Q. What inspired you to write about the women featured in “Hidden Figures”?
A. I grew up near Langley Research Center in Hampton. My dad and many of my neighbors and friends worked at NASA, and many of them were women and African-Americans. It seemed totally normal to me.
Later, though, when my dad was telling stories about women like Katherine Johnson, I realized that my husband had never heard these stories and that I didn’t even know the whole story. I started really investigating Katherine Johnson, who was the best-known, and the more I looked, the more women I discovered.
Today, we are having conversations about how to get women and minorities into the STEM workforce. These women were African-American women living in the South, during Jim Crow laws, who became part of a larger group of professional mathematicians.
Q. When did you learn that “Hidden Figures” would be made into a major motion picture?

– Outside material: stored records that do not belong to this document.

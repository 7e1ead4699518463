use super::record::{IndexRecord, RECORD_WIDTH};
use crate::core::{DebarError, DebarResult};
use std::fs::File;
use std::io::{BufReader, ErrorKind, Read};
use std::path::{Path, PathBuf};

/// Sequential reader over the records of an index file
pub struct IndexReader {
    reader: BufReader<File>,
    path: PathBuf,
    buf: [u8; RECORD_WIDTH],
}

impl IndexReader {
    /// Open an index file for a scan from its first record
    pub fn open(path: &Path) -> DebarResult<Self> {
        let file = File::open(path).map_err(|e| {
            if e.kind() == ErrorKind::NotFound {
                DebarError::corrupt_index(path, "index file is missing")
            } else {
                DebarError::corrupt_index(path, format!("cannot open index: {}", e))
            }
        })?;

        Ok(Self {
            reader: BufReader::with_capacity(64 * RECORD_WIDTH, file),
            path: path.to_path_buf(),
            buf: [0u8; RECORD_WIDTH],
        })
    }

    /// Read the next record without decoding it
    ///
    /// Returns `Ok(None)` at a clean end of file. A trailing partial record
    /// is reported as a corrupt index.
    pub fn next_raw(&mut self) -> DebarResult<Option<&[u8; RECORD_WIDTH]>> {
        let mut filled = 0;
        while filled < RECORD_WIDTH {
            match self.reader.read(&mut self.buf[filled..]) {
                Ok(0) => break,
                Ok(n) => filled += n,
                Err(e) if e.kind() == ErrorKind::Interrupted => continue,
                Err(e) => return Err(e.into()),
            }
        }

        match filled {
            0 => Ok(None),
            RECORD_WIDTH => Ok(Some(&self.buf)),
            n => Err(DebarError::corrupt_index(
                &self.path,
                format!("trailing partial record of {} bytes", n),
            )),
        }
    }

    /// Decode a raw record, attributing failures to this index file
    pub fn decode(&self, raw: &[u8; RECORD_WIDTH]) -> DebarResult<IndexRecord> {
        IndexRecord::decode(raw).map_err(|reason| DebarError::corrupt_index(&self.path, reason))
    }
}

impl Iterator for IndexReader {
    type Item = DebarResult<IndexRecord>;

    fn next(&mut self) -> Option<Self::Item> {
        let raw = match self.next_raw() {
            Ok(Some(raw)) => *raw,
            Ok(None) => return None,
            Err(e) => return Some(Err(e)),
        };
        Some(self.decode(&raw))
    }
}
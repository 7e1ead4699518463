use crate::core::error::DebarResult;
use std::path::{Path, PathBuf};

/// Name of the configuration file at the work-directory root.
pub const CONFIG_FILE_NAME: &str = "config.yaml";

/// Get the config file path (./config.yaml)
pub fn config_file(root: &Path) -> PathBuf {
    root.join(CONFIG_FILE_NAME)
}

/// Get the Debar metadata directory (./.debar)
pub fn metadata_dir(root: &Path) -> PathBuf {
    root.join(".debar")
}

/// Get the binary index file (./.debar/index)
pub fn index_file(root: &Path) -> PathBuf {
    metadata_dir(root).join("index")
}

/// Get the compressed Packages file of a component (./.debar/<component>.Packages.gz)
pub fn component_archive_file(root: &Path, component: &str) -> PathBuf {
    metadata_dir(root).join(format!("{}.Packages.gz", component))
}

/// Get the decompressed Packages file of a component (./.debar/<component>.Packages)
pub fn component_packages_file(root: &Path, component: &str) -> PathBuf {
    metadata_dir(root).join(format!("{}.Packages", component))
}

/// Get the directory downloaded archives land in (./packages)
pub fn packages_dir(root: &Path) -> PathBuf {
    root.join("packages")
}

/// Ensure a directory exists, creating it if necessary
pub fn ensure_dir(path: &Path) -> DebarResult<()> {
    if !path.exists() {
        std::fs::create_dir_all(path)?;
    }
    Ok(())
}
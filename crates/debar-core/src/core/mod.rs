//! Error handling and work-directory paths.

pub mod error;
pub mod error_help;
pub mod path;

pub use error::{DebarError, DebarResult};
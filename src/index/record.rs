use crate::core::{DebarError, DebarResult};

/// Width of the name and component fields, including the NUL terminator.
pub const FIELD_WIDTH: usize = 128;

/// Longest name or component that fits a field.
pub const MAX_KEY_LEN: usize = FIELD_WIDTH - 1;

/// Width of the little-endian stanza offset.
pub const OFFSET_WIDTH: usize = 8;

/// Width of one record on disk.
pub const RECORD_WIDTH: usize = 2 * FIELD_WIDTH + OFFSET_WIDTH;

/// Location of one package stanza.
#[derive(Debug, Clone, PartialEq, Eq)]
pub struct IndexRecord {
    pub name: String,
    pub component: String,
    /// Byte offset of the stanza's `Package:` line in the component file
    pub offset: i64,
}

impl IndexRecord {
    /// Create a record, rejecting keys that do not fit their field
    pub fn new(
        name: impl Into<String>,
        component: impl Into<String>,
        offset: i64,
    ) -> DebarResult<Self> {
        let record = Self {
            name: name.into(),
            component: component.into(),
            offset,
        };
        record.check_keys()?;
        Ok(record)
    }

    fn check_keys(&self) -> DebarResult<()> {
        check_key("package name", &self.name)?;
        check_key("component", &self.component)
    }

    /// Encode into the on-disk layout
    pub fn encode(&self) -> DebarResult<[u8; RECORD_WIDTH]> {
        self.check_keys()?;

        let mut buf = [0u8; RECORD_WIDTH];
        buf[..self.name.len()].copy_from_slice(self.name.as_bytes());
        buf[FIELD_WIDTH..FIELD_WIDTH + self.component.len()]
            .copy_from_slice(self.component.as_bytes());
        buf[2 * FIELD_WIDTH..].copy_from_slice(&self.offset.to_le_bytes());
        Ok(buf)
    }

    /// Decode a record read from disk
    ///
    /// Returns a description of the problem when a field is not valid UTF-8.
    pub fn decode(buf: &[u8; RECORD_WIDTH]) -> Result<Self, String> {
        let name = decode_field(&buf[..FIELD_WIDTH]).map_err(|e| format!("name field: {}", e))?;
        let component = decode_field(&buf[FIELD_WIDTH..2 * FIELD_WIDTH])
            .map_err(|e| format!("component field: {}", e))?;

        let mut offset = [0u8; OFFSET_WIDTH];
        offset.copy_from_slice(&buf[2 * FIELD_WIDTH..]);

        Ok(Self {
            name,
            component,
            offset: i64::from_le_bytes(offset),
        })
    }
}

fn check_key(field: &'static str, value: &str) -> DebarResult<()> {
    if value.len() > MAX_KEY_LEN {
        return Err(DebarError::OversizedKey {
            field,
            value: value.to_string(),
            len: value.len(),
            max: MAX_KEY_LEN,
        });
    }
    Ok(())
}

fn decode_field(field: &[u8]) -> Result<String, std::str::Utf8Error> {
    let end = field.iter().position(|&b| b == 0).unwrap_or(field.len());
    std::str::from_utf8(&field[..end]).map(str::to_string)
}

/// Compare the name field of a raw record without decoding it
pub fn name_matches(buf: &[u8; RECORD_WIDTH], name: &str) -> bool {
    let name = name.as_bytes();
    name.len() <= MAX_KEY_LEN && &buf[..name.len()] == name && buf[name.len()] == 0
}
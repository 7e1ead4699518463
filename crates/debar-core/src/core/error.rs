use std::path::PathBuf;
use thiserror::Error;

pub type DebarResult<T> = Result<T, DebarError>;

#[derive(Error, Debug)]
pub enum DebarError {
    #[error("IO error: {0}")]
    Io(#[from] std::io::Error),

    #[error("YAML parsing error: {0}")]
    Yaml(#[from] serde_yaml::Error),

    #[error("HTTP error: {0}")]
    Http(#[from] reqwest::Error),

    #[error("Path error: {0}")]
    Path(String),

    #[error("Configuration error: {0}")]
    Config(String),

    /// The name is absent from the index or listed in the exclusion set.
    #[error("Package not found: {0}")]
    NotFound(String),

    /// The index file is missing, truncated or holds undecodable records.
    #[error("Corrupt index {}: {reason}", path.display())]
    CorruptIndex { path: PathBuf, reason: String },

    /// The component text file is missing or does not hold the expected
    /// stanza at the recorded offset.
    #[error("Metadata unavailable for component '{component}': {reason}")]
    MetadataUnavailable { component: String, reason: String },

    /// A Retriever or Decompressor failure. `target` is the URL or the
    /// local path that failed.
    #[error("Transfer failed for {target}: {reason}")]
    Transfer { target: String, reason: String },

    /// A key does not fit its fixed-width index field.
    #[error("{field} '{value}' is {len} bytes, the index allows at most {max}")]
    OversizedKey {
        field: &'static str,
        value: String,
        len: usize,
        max: usize,
    },

    /// An index rebuild aborted while processing `component`.
    #[error("Index rebuild failed at component '{component}': {source}")]
    Rebuild {
        component: String,
        #[source]
        source: Box<DebarError>,
    },
}

impl DebarError {
    pub fn transfer(target: impl Into<String>, reason: impl ToString) -> Self {
        DebarError::Transfer {
            target: target.into(),
            reason: reason.to_string(),
        }
    }

    pub fn metadata(component: impl Into<String>, reason: impl Into<String>) -> Self {
        DebarError::MetadataUnavailable {
            component: component.into(),
            reason: reason.into(),
        }
    }

    pub fn corrupt_index(path: impl Into<PathBuf>, reason: impl Into<String>) -> Self {
        DebarError::CorruptIndex {
            path: path.into(),
            reason: reason.into(),
        }
    }
}
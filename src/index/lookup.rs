use super::reader::IndexReader;
use super::record::{self, IndexRecord, MAX_KEY_LEN};
use crate::core::DebarResult;
use std::collections::HashSet;
use std::path::{Path, PathBuf};
use tracing::debug;

/// Finds the stanza location of a package name
///
/// Every lookup is a linear scan from the first record. Names that were not
/// found are remembered so repeated lookups of missing packages (common in
/// large dependency closures) cost no I/O.
#[derive(Debug)]
pub struct IndexLookup {
    index_path: PathBuf,
    not_found: HashSet<String>,
    scans: usize,
}

impl IndexLookup {
    pub fn new(index_path: PathBuf) -> Self {
        Self {
            index_path,
            not_found: HashSet::new(),
            scans: 0,
        }
    }

    pub fn index_path(&self) -> &Path {
        &self.index_path
    }

    /// Return the first record named `name`, or `None` if the index has none
    pub fn find_position(&mut self, name: &str) -> DebarResult<Option<IndexRecord>> {
        if self.not_found.contains(name) {
            debug!(name, "negative lookup cache hit");
            return Ok(None);
        }
        if name.is_empty() || name.len() > MAX_KEY_LEN {
            self.not_found.insert(name.to_string());
            return Ok(None);
        }

        self.scans += 1;
        let mut reader = IndexReader::open(&self.index_path)?;
        while let Some(raw) = reader.next_raw()? {
            if record::name_matches(raw, name) {
                let raw = *raw;
                let found = reader.decode(&raw)?;
                debug!(name, component = %found.component, offset = found.offset, "index hit");
                return Ok(Some(found));
            }
        }

        debug!(name, "not in index");
        self.not_found.insert(name.to_string());
        Ok(None)
    }

    /// Number of full index scans performed so far
    pub fn scan_count(&self) -> usize {
        self.scans
    }

    /// Whether `name` is cached as absent
    pub fn is_known_absent(&self, name: &str) -> bool {
        self.not_found.contains(name)
    }

    /// Forget cached misses; required after the index file is rewritten
    pub fn clear_negative_cache(&mut self) {
        self.not_found.clear();
    }
}
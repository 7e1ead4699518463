//! Dependency injection infrastructure for Debar
//!
//! The index builder and the download orchestrator never talk to the
//! network or to flate2 directly; they go through the traits defined here so
//! tests can swap in the mocks.
//!
//! # Example (Production)
//! ```no_run
//! use debar::di::ServiceContainer;
//! use std::path::Path;
//!
//! # fn example() -> debar::DebarResult<()> {
//! let container = ServiceContainer::new(Path::new("."))?;
//! # Ok(())
//! # }
//! ```
//!
//! # Example (Testing)
//! ```
//! use debar::config::Config;
//! use debar::di::{mocks::*, ServiceContainer};
//! use std::sync::Arc;
//!
//! let container = ServiceContainer::with_providers(
//!     Arc::new(Config::default()),
//!     Arc::new(MockRetriever::new()),
//!     Arc::new(MockDecompressor::new()),
//! );
//! assert_eq!(container.config().arch(), "amd64");
//! ```

pub mod container;
pub mod mocks;
pub mod traits;

// Re-export key types
pub use container::ServiceContainer;
pub use traits::{ConfigProvider, Decompressor, Retriever};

A. I sold the book proposal to a publisher in 2014 and producers optioned it for a movie right after that, which was very unusual. They brought me on as a historical consultant for the film.
It has been a bit surreal, to be writing the book and see the movie happening at the same time. The producer I worked with, Donna Gigliotti, is very driven, and everything that she said to me, in terms of making the book into a movie, has come true.
Q. What do you hope people learn from the book and the movie?
A. I hope it will change our perceptions about what scientists look like or what mathematicians look like. Talent is distributed among all populations and, given a chance, people can excel in these fields. This story shows what we can learn from the past, in terms of opening the doors for people to excel today.
I also hope that people take this as an all-American story. A lot of people see a story with women or with African-Americans and dismiss it as women’s history or black history. This is really an all-American story, told through the eyes of these women during the great feats of the American 20th century – World War II, the Civil Rights campaign, the space race and the fight for gender equality. All of these things define the 20th century, which is what this book is about. I hope people see it as a fusion of American history.
Q. What’s next for you?
A. While researching this book, I stumbled upon two other untold histories. With “Hidden Figures” as the first book, I hope to write a mid-century African-American trilogy shaped around very charismatic figures from the 1940s to 1970s. I don’t want to reveal too much, but I can say that since this book looked at government and science, I am now looking at private industry and the media.
My husband and I are also excited to be back in Charlottesville. The Virginia Foundation for the Humanities has been extraordinarily supportive throughout my research, as has the Alfred P. Sloan Foundation. As a Virginia native and UVA graduate, it has been wonderful to return and to tell this extremely Virginian story.